__PROVIDED INFORMATION__
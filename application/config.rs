use std::env;

use tracing::warn;

/// Environment configuration, read once at startup. Missing credentials leave
/// the corresponding capability unconfigured instead of aborting; requests
/// that need it get a configuration error.
pub struct Config {
    pub port: u16,
    pub backend_url: Option<String>,
    pub backend_service_key: Option<String>,
    pub places_api_key: Option<String>,
}

impl Config {
    pub fn load() -> Self {
        Self {
            port: load_port(),
            backend_url: load_optional("SUPABASE_URL"),
            backend_service_key: load_optional("SUPABASE_SERVICE_KEY"),
            places_api_key: load_optional("PLACES_API_KEY"),
        }
    }
}

fn load_optional(key: &str) -> Option<String> {
    match env::var(key) {
        Ok(value) if !value.is_empty() => Some(value),
        _ => {
            warn!(key, "environment variable not set");
            None
        }
    }
}

fn load_port() -> u16 {
    match env::var("PORT") {
        Ok(value) => value.parse().expect("PORT to be a valid port number"),
        Err(_) => 3000,
    }
}
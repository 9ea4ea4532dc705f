//! Mobile keyboard workaround: some mobile browsers resize the viewport when
//! the virtual keyboard opens, collapsing the layout under the focused input.
//! While an input has focus, two root style properties are pinned; on blur
//! the pre-focus values are restored exactly.

/// Mutable style surface the workaround pins. The host environment maps this
/// onto the real document root.
pub trait StyleSurface {
    fn get(&self, property: &str) -> Option<String>;
    fn set(&mut self, property: &str, value: &str);
    fn remove(&mut self, property: &str);
}

impl<T: StyleSurface> StyleSurface for &mut T {
    fn get(&self, property: &str) -> Option<String> {
        (**self).get(property)
    }

    fn set(&mut self, property: &str, value: &str) {
        (**self).set(property, value)
    }

    fn remove(&mut self, property: &str) {
        (**self).remove(property)
    }
}

/// The two properties pinned while an input has focus.
const PINNED: [(&str, &str); 2] = [("height", "100%"), ("overflow", "hidden")];

/// The focus/blur listener pair. Dropping it deregisters: any still-pinned
/// styles are restored from the snapshot.
pub struct KeyboardWorkaround<S: StyleSurface> {
    surface: S,
    snapshot: Option<[Option<String>; 2]>,
}

impl<S: StyleSurface> KeyboardWorkaround<S> {
    pub fn register(surface: S) -> Self {
        Self {
            surface,
            snapshot: None,
        }
    }

    /// Focus transition. The snapshot is taken once; nested focus events
    /// while already pinned keep the original values.
    pub fn on_focus(&mut self) {
        if self.snapshot.is_some() {
            return;
        }

        let snapshot = PINNED.map(|(property, _)| self.surface.get(property));
        for (property, value) in PINNED {
            self.surface.set(property, value);
        }
        self.snapshot = Some(snapshot);
    }

    /// Blur transition: restore the snapshot exactly, clearing properties
    /// that were unset before focus.
    pub fn on_blur(&mut self) {
        let Some(snapshot) = self.snapshot.take() else {
            return;
        };

        for ((property, _), previous) in PINNED.iter().zip(snapshot) {
            match previous {
                Some(value) => self.surface.set(property, &value),
                None => self.surface.remove(property),
            }
        }
    }
}

impl<S: StyleSurface> Drop for KeyboardWorkaround<S> {
    fn drop(&mut self) {
        self.on_blur();
    }
}
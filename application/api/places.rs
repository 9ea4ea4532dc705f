use axum::extract::{Path, State};
use axum::Json;
use serde::Serialize;

use crate::app_state::AppState;
use crate::error::{AppError, AppResult};
use crate::models::shop::Shop;
use crate::places::PlaceDirectory;
use crate::repository::Repository;

#[derive(Serialize)]
pub struct ShopResponse {
    shop: Shop,
}

/// Read-only proxy of public place data. No session required; the only gate
/// is the server-held provider key.
pub async fn place_details<R: Repository, P: PlaceDirectory>(
    State(state): State<AppState<R, P>>,
    Path(place_id): Path<String>,
) -> AppResult<Json<ShopResponse>> {
    let places = state
        .places
        .as_ref()
        .ok_or(AppError::Configuration("places provider key"))?;

    let envelope = places.fetch_details(&place_id).await?;
    let details = envelope.into_result()?;

    Ok(Json(ShopResponse {
        shop: details.into_shop(),
    }))
}
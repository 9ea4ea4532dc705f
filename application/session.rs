//! Profile lookups used for UI-gating decisions.
//!
//! Unlike the mutation handlers, these swallow storage errors and answer
//! "absent" instead: a broken backend should degrade the UI, not fail it.

use tracing::error;

use crate::models::user::{Profile, UserId};
use crate::repository::Repository;

/// The stored profile for a user, or `None` on absence *and* on storage
/// failure (logged, not propagated).
pub async fn fetch_profile<R: Repository>(repository: &R, user_id: &UserId) -> Option<Profile> {
    match repository.get_profile(user_id).await {
        Ok(profile) => profile,
        Err(err) => {
            let error_message = err.to_string();
            error!(error_message, user_id = %user_id, "failed to load profile");
            None
        }
    }
}

/// True iff the user has both a profile and a drink-preference row. Absence
/// of either yields false, never an error.
pub async fn onboarding_complete<R: Repository>(repository: &R, user_id: &UserId) -> bool {
    if fetch_profile(repository, user_id).await.is_none() {
        return false;
    }

    match repository.get_drink_preference(user_id).await {
        Ok(preference) => preference.is_some(),
        Err(err) => {
            let error_message = err.to_string();
            error!(error_message, user_id = %user_id, "failed to load drink preference");
            false
        }
    }
}
pub mod like;
pub mod preference;
pub mod shop;
pub mod user;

__YOUR GOAL__
Above are the records; report each line in them that includes the word "match".

__ANSWER BOX__
    match env::var(key) {
    match env::var("PORT") {
            match previous {
    match repository.get_profile(user_id).await {
    match repository.get_drink_preference(user_id).await {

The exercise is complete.